[Saved entries]
━━━

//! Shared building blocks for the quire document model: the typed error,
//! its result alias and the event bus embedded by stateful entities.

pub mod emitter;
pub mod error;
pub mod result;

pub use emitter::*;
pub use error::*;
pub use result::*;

━━━

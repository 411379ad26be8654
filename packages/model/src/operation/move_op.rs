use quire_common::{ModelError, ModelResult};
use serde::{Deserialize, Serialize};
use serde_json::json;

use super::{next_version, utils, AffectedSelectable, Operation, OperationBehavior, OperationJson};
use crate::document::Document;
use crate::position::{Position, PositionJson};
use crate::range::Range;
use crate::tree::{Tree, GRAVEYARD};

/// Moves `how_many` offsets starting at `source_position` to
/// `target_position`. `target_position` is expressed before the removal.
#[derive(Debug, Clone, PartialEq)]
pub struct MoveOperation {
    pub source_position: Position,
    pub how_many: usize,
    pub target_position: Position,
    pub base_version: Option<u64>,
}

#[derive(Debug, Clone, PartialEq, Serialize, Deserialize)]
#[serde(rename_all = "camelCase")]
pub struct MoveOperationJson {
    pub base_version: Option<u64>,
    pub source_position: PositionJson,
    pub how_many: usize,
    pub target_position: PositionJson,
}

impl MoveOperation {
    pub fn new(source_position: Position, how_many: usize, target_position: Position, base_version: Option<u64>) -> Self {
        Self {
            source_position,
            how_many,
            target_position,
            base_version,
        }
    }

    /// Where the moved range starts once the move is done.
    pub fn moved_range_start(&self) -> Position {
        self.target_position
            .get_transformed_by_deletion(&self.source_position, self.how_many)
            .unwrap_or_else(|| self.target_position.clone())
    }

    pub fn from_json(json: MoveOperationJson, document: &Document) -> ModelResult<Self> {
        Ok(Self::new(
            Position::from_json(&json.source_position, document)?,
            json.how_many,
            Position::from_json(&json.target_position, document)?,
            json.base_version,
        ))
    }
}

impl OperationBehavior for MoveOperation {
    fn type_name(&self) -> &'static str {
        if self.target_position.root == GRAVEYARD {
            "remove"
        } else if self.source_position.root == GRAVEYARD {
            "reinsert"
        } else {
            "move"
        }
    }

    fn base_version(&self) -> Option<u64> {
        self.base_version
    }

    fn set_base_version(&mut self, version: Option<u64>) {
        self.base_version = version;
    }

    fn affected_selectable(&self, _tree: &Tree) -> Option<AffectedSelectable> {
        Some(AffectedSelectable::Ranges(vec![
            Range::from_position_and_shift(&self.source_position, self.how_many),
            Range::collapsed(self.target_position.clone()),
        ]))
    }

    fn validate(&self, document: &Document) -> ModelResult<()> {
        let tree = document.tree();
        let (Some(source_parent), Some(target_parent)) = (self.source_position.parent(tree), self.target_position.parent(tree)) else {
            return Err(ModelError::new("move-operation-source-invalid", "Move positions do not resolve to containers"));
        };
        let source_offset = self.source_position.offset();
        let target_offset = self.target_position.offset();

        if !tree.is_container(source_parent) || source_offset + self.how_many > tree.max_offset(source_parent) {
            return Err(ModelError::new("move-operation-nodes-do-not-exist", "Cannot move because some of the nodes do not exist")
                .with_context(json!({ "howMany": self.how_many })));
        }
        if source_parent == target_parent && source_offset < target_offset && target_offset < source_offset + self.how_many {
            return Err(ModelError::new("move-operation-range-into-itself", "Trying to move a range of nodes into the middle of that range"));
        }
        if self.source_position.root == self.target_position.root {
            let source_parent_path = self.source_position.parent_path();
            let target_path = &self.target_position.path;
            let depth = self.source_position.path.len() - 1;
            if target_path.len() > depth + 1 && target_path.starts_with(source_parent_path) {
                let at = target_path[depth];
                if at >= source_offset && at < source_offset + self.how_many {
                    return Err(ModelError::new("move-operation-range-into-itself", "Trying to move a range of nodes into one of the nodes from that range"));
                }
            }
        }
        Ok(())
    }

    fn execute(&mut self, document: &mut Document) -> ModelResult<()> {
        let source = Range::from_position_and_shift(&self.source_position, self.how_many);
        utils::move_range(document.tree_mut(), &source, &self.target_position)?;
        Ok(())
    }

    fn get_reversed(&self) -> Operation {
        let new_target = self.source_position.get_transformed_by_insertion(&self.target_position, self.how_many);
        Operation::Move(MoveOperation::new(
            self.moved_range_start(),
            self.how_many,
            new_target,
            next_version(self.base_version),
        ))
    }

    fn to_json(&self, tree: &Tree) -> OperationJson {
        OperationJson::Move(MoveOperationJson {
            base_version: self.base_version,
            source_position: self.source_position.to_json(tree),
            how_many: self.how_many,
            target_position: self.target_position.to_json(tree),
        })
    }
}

━━━

Assignment. Copy out each line of the data in which the word "root" appears.

Task solution.
        if self.target_position.root == GRAVEYARD {
        } else if self.source_position.root == GRAVEYARD {
        if self.source_position.root == self.target_position.root {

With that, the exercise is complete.